I never knew who my mother was. She could have been one of about ten women who made a living in one of the many dilapidated houses in the backstreets of the poorest part of the district where I spent the first years of my life. They survived by selling the only thing they had left because it was the only way to stay alive, and any children they had belonged to all of them and none of them at the same time.
I stayed there because I knew nothing else, and because there was one woman who was always nice to me, who always had a kind word and something to eat. I knew even then that she wasn't my mother because her skin was too dark, but I had wished that she was for as long as I could remember.
That night after running my usual errands, I ran to find her like I always did, barging into her room to share the loaf of bread I'd stolen. But she wasn't waiting for me with her familiar smile. Instead she was lying motionless on the narrow bed, her murderer still standing over her. Without thinking I sprinted over to him, jumped onto his back and drove my knife into his throat before he even knew I was there.

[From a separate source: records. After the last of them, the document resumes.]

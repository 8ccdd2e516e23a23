//! Delivery errors

use thiserror::Error;

/// Errors returned by a transport when handing over a payload
#[derive(Error, Debug, Clone, PartialEq, Eq)]
pub enum TransportError {
    /// Peer connection is gone
    #[error("Transport closed")]
    Closed,

    /// Transport refused the payload
    #[error("Transport rejected payload: {0}")]
    Rejected(String),
}
use std::sync::atomic::{AtomicU64, Ordering};

use serde::Serialize;

/// Running counters for one engine
#[derive(Debug, Default)]
pub struct EngineStats {
    events: AtomicU64,
    delivered: AtomicU64,
    filtered: AtomicU64,
    suppressed: AtomicU64,
    overflowed: AtomicU64,
    closed: AtomicU64,
}

/// Point-in-time copy of [`EngineStats`]
#[derive(Debug, Clone, Copy, Default, PartialEq, Eq, Serialize)]
pub struct StatsSnapshot {
    /// Typed events taken off the dispatch queue
    pub events: u64,
    /// Payloads accepted by a transport
    pub delivered: u64,
    /// Candidate deliveries rejected by a filter
    pub filtered: u64,
    /// Candidate deliveries dropped because a payload could not be narrowed
    pub suppressed: u64,
    /// Payloads dropped on a full subscription queue
    pub overflowed: u64,
    pub closed: u64,
}

impl EngineStats {
    pub(crate) fn record_event(&self) {
        self.events.fetch_add(1, Ordering::Relaxed);
    }

    pub(crate) fn record_delivered(&self) {
        self.delivered.fetch_add(1, Ordering::Relaxed);
    }

    pub(crate) fn record_filtered(&self) {
        self.filtered.fetch_add(1, Ordering::Relaxed);
    }

    pub(crate) fn record_suppressed(&self) {
        self.suppressed.fetch_add(1, Ordering::Relaxed);
    }

    pub(crate) fn record_overflow(&self) {
        self.overflowed.fetch_add(1, Ordering::Relaxed);
    }

    pub(crate) fn record_closed(&self) {
        self.closed.fetch_add(1, Ordering::Relaxed);
    }

    pub fn snapshot(&self) -> StatsSnapshot {
        StatsSnapshot {
            events: self.events.load(Ordering::Relaxed),
            delivered: self.delivered.load(Ordering::Relaxed),
            filtered: self.filtered.load(Ordering::Relaxed),
            suppressed: self.suppressed.load(Ordering::Relaxed),
            overflowed: self.overflowed.load(Ordering::Relaxed),
            closed: self.closed.load(Ordering::Relaxed),
        }
    }
}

That was when the owner of the house walked in, the one we all worked for. He took one look at the scene before him and then lifted me up by the back of my bloodstained shirt, telling me that seeing as he already has two bodies to dispose of whilst avoiding the ever watchful eyes of the Peacekeepers, he is unfortunately going to have to leave it to someone or something else to be the death of me. He lamented dramatically and graphically about how grieved he was that he had no choice but to deprive himself of the pleasure of killing me himself, but I felt no fear. In fact I felt nothing. The anguish caused by the death of the woman I thought of as a mother numbed all other emotions.
I wonder if that man remembers me all these years later, now he's undoubtedly watching my slow and agonising death on his television screen?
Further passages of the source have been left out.